* **Task details**: Copy exactly the stretch of data below from the line with "let center = player.center();" through the line with "if dx.abs() <", including both of those lines.

+++ Provided data

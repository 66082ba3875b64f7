//! Crazy Wizard headless runner
//!
//! Drives the simulation with a scripted autopilot at a simulated display
//! rate and prints a JSON summary of the run. Useful for balance checks:
//!
//! ```text
//! RUST_LOG=info crazy-wizard [tuning.json] [seed]
//! ```

use std::path::Path;

use serde::Serialize;

use crazy_wizard::Tuning;
use crazy_wizard::consts::*;
use crazy_wizard::sign_toward;
use crazy_wizard::sim::{GameEvent, GamePhase, GameState, Intent, select_card, tick};

/// Simulated display refresh (deliberately off the sim rate)
const FRAME_DT: f32 = 1.0 / 75.0;
/// Give up after this much simulated time
const MAX_SECONDS: f32 = 600.0;

#[derive(Debug, Default, Serialize)]
struct RunSummary {
    seed: u64,
    ticks: u64,
    wave_reached: u32,
    kills: u32,
    bosses_defeated: u32,
    mutations: u32,
    projectiles_fired: u32,
    damage_taken: u32,
    cards_picked: Vec<&'static str>,
    game_over: bool,
}

/// Runner holding the state and the accumulator
struct Game {
    state: GameState,
    accumulator: f32,
    input: Intent,
    summary: RunSummary,
}

impl Game {
    fn new(seed: u64, tuning: Tuning) -> Self {
        Self {
            state: GameState::with_tuning(seed, tuning),
            accumulator: 0.0,
            input: Intent::default(),
            summary: RunSummary {
                seed,
                ..Default::default()
            },
        }
    }

    /// Run simulation ticks
    fn update(&mut self, dt: f32) {
        let dt = dt.min(0.1);
        self.accumulator += dt;

        let mut substeps = 0;
        while self.accumulator >= SIM_DT && substeps < MAX_SUBSTEPS {
            self.input = autopilot(&self.state);
            tick(&mut self.state, &self.input);
            self.accumulator -= SIM_DT;
            substeps += 1;

            self.handle_events();
            if self.state.phase == GamePhase::CardSelect {
                select_card(&mut self.state, 0);
            }
        }
    }

    fn handle_events(&mut self) {
        for event in self.state.drain_events() {
            match event {
                GameEvent::EnemyKilled { .. } | GameEvent::EnemyEvaporated { .. } => {
                    self.summary.kills += 1;
                }
                GameEvent::EnemyMutated { id } => {
                    self.summary.mutations += 1;
                    log::info!("Enemy {} mutated", id);
                }
                GameEvent::ProjectileFired { .. } => self.summary.projectiles_fired += 1,
                GameEvent::PlayerDamaged { hp } => {
                    self.summary.damage_taken += 1;
                    log::debug!("Player hit, {} hp left", hp);
                }
                GameEvent::WaveCleared { wave, cards } => {
                    log::info!("Wave {} cleared, taking {}", wave, cards[0]);
                    self.summary.cards_picked.push(cards[0]);
                    if self.state.wave.boss_appeared {
                        self.summary.bosses_defeated += 1;
                    }
                }
                GameEvent::Warning { text, .. } => log::debug!("Warning: {}", text),
                GameEvent::GameOver => self.summary.game_over = true,
                _ => {}
            }
        }
    }
}

/// Scripted input: face the nearest enemy, shoot, back off when close,
/// refill mana whenever nothing is near
fn autopilot(state: &GameState) -> Intent {
    let player = &state.player;
    let center = player.center();
    let nearest = state.enemies.iter().min_by(|a, b| {
        let da = (a.center().x - center.x).abs();
        let db = (b.center().x - center.x).abs();
        da.total_cmp(&db)
    });

    let mut intent = Intent {
        equip_toggle: !player.staff_equipped,
        ..Default::default()
    };
    let Some(target) = nearest else {
        intent.charge = player.mana < player.stats.max_mana;
        return intent;
    };

    let dx = target.center().x - center.x;
    intent.aim_target = Some(target.center());
    intent.shoot = player.mana >= player.stats.mana_cost;
    if dx.abs() < 150.0 {
        intent.move_x = -sign_toward(dx);
        intent.jump = dx.abs() < 60.0;
    } else if player.mana < player.stats.mana_cost {
        intent.charge = true;
    }
    intent
}

#[cfg(not(target_arch = "wasm32"))]
fn main() {
    env_logger::init();
    log::info!("Crazy Wizard (headless) starting...");

    let mut args = std::env::args().skip(1);
    let tuning = args
        .next()
        .map(|path| Tuning::load(Path::new(&path)))
        .unwrap_or_default();
    let seed = args.next().and_then(|s| s.parse().ok()).unwrap_or(42);

    let mut game = Game::new(seed, tuning);
    let mut elapsed = 0.0;
    while elapsed < MAX_SECONDS && game.state.phase != GamePhase::GameOver {
        game.update(FRAME_DT);
        elapsed += FRAME_DT;
    }

    let mut summary = game.summary;
    summary.ticks = game.state.time_ticks;
    summary.wave_reached = game.state.wave.wave;
    match serde_json::to_string_pretty(&summary) {
        Ok(json) => println!("{json}"),
        Err(err) => log::error!("Failed to serialize run summary: {err}"),
    }
}

#[cfg(target_arch = "wasm32")]
fn main() {
    // Headless runner is native only
}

++++++

* **Expected output**:
    let center = player.center();
    let nearest = state.enemies.iter().min_by(|a, b| {
        let da = (a.center().x - center.x).abs();
        let db = (b.center().x - center.x).abs();
        da.total_cmp(&db)
    });

    let mut intent = Intent {
        equip_toggle: !player.staff_equipped,
        ..Default::default()
    };
    let Some(target) = nearest else {
        intent.charge = player.mana < player.stats.max_mana;
        return intent;
    };

    let dx = target.center().x - center.x;
    intent.aim_target = Some(target.center());
    intent.shoot = player.mana >= player.stats.mana_cost;
    if dx.abs() < 150.0 {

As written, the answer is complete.